Mutations in
unc-84 and
unc-83 cause defects in
hyp7 and P cell nuclear migrations that normally occur as a component of cell migration(1,2).
unc-84 and
unc-83 appear to be the only genes specifically required for these nuclear migrations because over sixty alleles of these genes, but no others, have been identified in various screens that would identify P-cell migration defects. Strong loss-of-function mutations in
unc-84 and
unc-83 cause no defects in other nuclei, indicating that these genes play a role unique to nuclear migration. Thus, the cloning of these genes should allow a direct study of nuclear migration during development. We defined a physical region for
unc-84 and determined that an 8kb subclone of cosmid W01D6 rescued the Unc and Egl phenotypes of
unc-84(
e1410) and
unc-84(
e1174). This subclone hybridizes to transcripts of 3.5 and 2.5 kb, both present in early embryonic and L1 RNA preparations, which is consistent with
unc-84 function in
hyp7 and P cell migration. Using this subclone as a probe, we identified over 30 positive cDNA clones in a screen of approximately 7.5 x 105 plaques of Okkema's embryonic cDNA library. Of the five cDNA clones that have been characterized, three are approximately 3.5kb and two are approximately 2.5kb. The difference between the two classes is an additional 1 kb of sequence on the 3' end of the 3.5kb cDNAs. Fixsen and Horvitz have shown that some alleles of
unc-84 intragenically complement(2). To determine if the genetically separable functions correspond to physical domains of UNC-84, we have sequenced the coding region and intron/exon boundaries of the
unc-84 alleles characterized by Fixsen. A mutation was identified in all 17 alleles sequenced. The mutations clustered into domains consistent with the complementation data. In addition, a severe allele which fails to complement all other alleles has a single mutation that introduces a stop codon in the sequence unique to the long transcript. This suggests that, with regards to the assays of penetrance and complementation, the 2.5 kb transcript has no function. The 3.5kb transcript contains a long open reading frame that encodes a predicted protein of 1111 amino acids. This predicted protein has a C-terminal region that is similar to the C-terminal region of the fission yeast protein Sad1. In addition, both proteins contain a predicted transmembrane domain.
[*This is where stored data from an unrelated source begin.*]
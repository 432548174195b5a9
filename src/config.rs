use std::path::{Path, PathBuf};
use std::time::Duration;

use anyhow::{Context, Result};
use serde::Deserialize;
use serde_json::{Map, Value};
use strum::{Display, EnumString};

use crate::client::{self, ModelClient, OllamaClient, OllamaConfig, OpenAIClient, OpenAIConfig};
use crate::conversation::{Conversation, DEFAULT_TURNS};

pub const DEFAULT_MODEL: &str = "llama2";

#[derive(Debug, Clone, Copy, Default, PartialEq, Eq, EnumString, Display, Deserialize)]
#[strum(serialize_all = "lowercase")]
#[serde(rename_all = "lowercase")]
pub enum Backend {
    #[default]
    Ollama,
    OpenAI,
}

/// Settings read from the process environment (and `.env`, when loaded).
#[derive(Deserialize, Default)]
pub struct Environment {
    pub ollama_host: Option<String>,
    pub openai_api_key: Option<String>,
    pub openai_base_url: Option<String>,
}

impl Environment {
    pub fn from_env() -> Result<Self> {
        envy::from_env().context("Failed to read configuration from the environment")
    }
}

#[derive(Deserialize, Debug, Default)]
#[serde(default, deny_unknown_fields)]
pub struct FileConfig {
    pub model_a: Option<String>,
    pub model_b: Option<String>,
    pub turns: Option<usize>,
    pub backend: Option<Backend>,
    pub ollama: OllamaSection,
    pub openai: OpenAISection,
}

#[derive(Deserialize, Debug, Default)]
#[serde(default, deny_unknown_fields)]
pub struct OllamaSection {
    pub host: Option<String>,
    pub timeout_secs: Option<u64>,
    pub options: Option<Map<String, Value>>,
}

#[derive(Deserialize, Debug, Default)]
#[serde(default, deny_unknown_fields)]
pub struct OpenAISection {
    pub base_url: Option<String>,
    pub timeout_secs: Option<u64>,
}

impl FileConfig {
    pub fn parse(text: &str) -> Result<Self> {
        toml::from_str(text).context("Failed to parse config TOML")
    }

    pub async fn load(path: &Path) -> Result<Self> {
        let text = tokio::fs::read_to_string(path)
            .await
            .with_context(|| format!("Failed to read config file {}", path.display()))?;
        Self::parse(&text)
    }

    /// Loads `explicit` if given, else the default config file if it exists.
    pub async fn discover(explicit: Option<&Path>) -> Result<Self> {
        if let Some(path) = explicit {
            return Self::load(path).await;
        }
        match default_config_path() {
            Some(path) if tokio::fs::try_exists(&path).await.unwrap_or(false) => {
                Self::load(&path).await
            }
            _ => Ok(Self::default()),
        }
    }
}

fn default_config_path() -> Option<PathBuf> {
    dirs::config_dir().map(|dir| dir.join(env!("CARGO_PKG_NAME")).join("config.toml"))
}

/// Values given on the command line. They win over every other source.
#[derive(Debug, Default)]
pub struct Overrides {
    pub model_a: Option<String>,
    pub model_b: Option<String>,
    pub turns: Option<usize>,
    pub backend: Option<Backend>,
}

pub struct Settings {
    pub model_a: String,
    pub model_b: String,
    pub turns: usize,
    pub backend: Backend,
    pub ollama: OllamaConfig,
    pub openai_base_url: String,
    pub openai_timeout: Duration,
    openai_api_key: Option<String>,
}

impl Settings {
    /// Command line, then environment, then config file, then defaults.
    pub fn resolve(overrides: Overrides, environment: Environment, file: FileConfig) -> Self {
        let ollama_defaults = OllamaConfig::default();
        let ollama = OllamaConfig {
            base_url: environment
                .ollama_host
                .or(file.ollama.host)
                .unwrap_or(ollama_defaults.base_url),
            timeout: file
                .ollama
                .timeout_secs
                .map(Duration::from_secs)
                .unwrap_or(ollama_defaults.timeout),
            options: file.ollama.options,
        };

        Self {
            model_a: overrides
                .model_a
                .or(file.model_a)
                .unwrap_or_else(|| DEFAULT_MODEL.to_owned()),
            model_b: overrides
                .model_b
                .or(file.model_b)
                .unwrap_or_else(|| DEFAULT_MODEL.to_owned()),
            turns: overrides.turns.or(file.turns).unwrap_or(DEFAULT_TURNS),
            backend: overrides.backend.or(file.backend).unwrap_or_default(),
            ollama,
            openai_base_url: environment
                .openai_base_url
                .or(file.openai.base_url)
                .unwrap_or_else(|| client::openai::DEFAULT_BASE_URL.to_owned()),
            openai_timeout: file
                .openai
                .timeout_secs
                .map(Duration::from_secs)
                .unwrap_or(client::DEFAULT_TIMEOUT),
            openai_api_key: environment.openai_api_key,
        }
    }

    pub fn conversation(&self, topic: impl Into<String>) -> Conversation {
        Conversation::new(&self.model_a, &self.model_b, topic).with_turns(self.turns)
    }

    pub fn client(&self) -> Result<Box<dyn ModelClient>, client::Error> {
        let client: Box<dyn ModelClient> = match self.backend {
            Backend::Ollama => Box::new(OllamaClient::new(self.ollama.clone())?),
            Backend::OpenAI => Box::new(OpenAIClient::new(OpenAIConfig {
                api_key: self.openai_api_key.clone().unwrap_or_default(),
                base_url: self.openai_base_url.clone(),
                timeout: self.openai_timeout,
            })?),
        };
        Ok(client)
    }
}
sad1+ is an essential gene whose product associates with the spindle pole body throughout mitotic and meiotic cycles(3). The Sad1 domain appears essential to
unc-84 function because missense mutations in the domain cause severe defects in nuclear migration when homozygous. We have defined a small physical region for
unc-83 and are currently attempting to rescue the gene. [1]Horvitz, H. R. and J. E. Sulston. 1980. Genetics. 96:435-454. [2]Fixsen, W. D. 1985. Ph.D. Thesis. MIT. [3]Hagan, I. and M. Yanagida. 1995. J. Cell Biol. 129:1033-1047.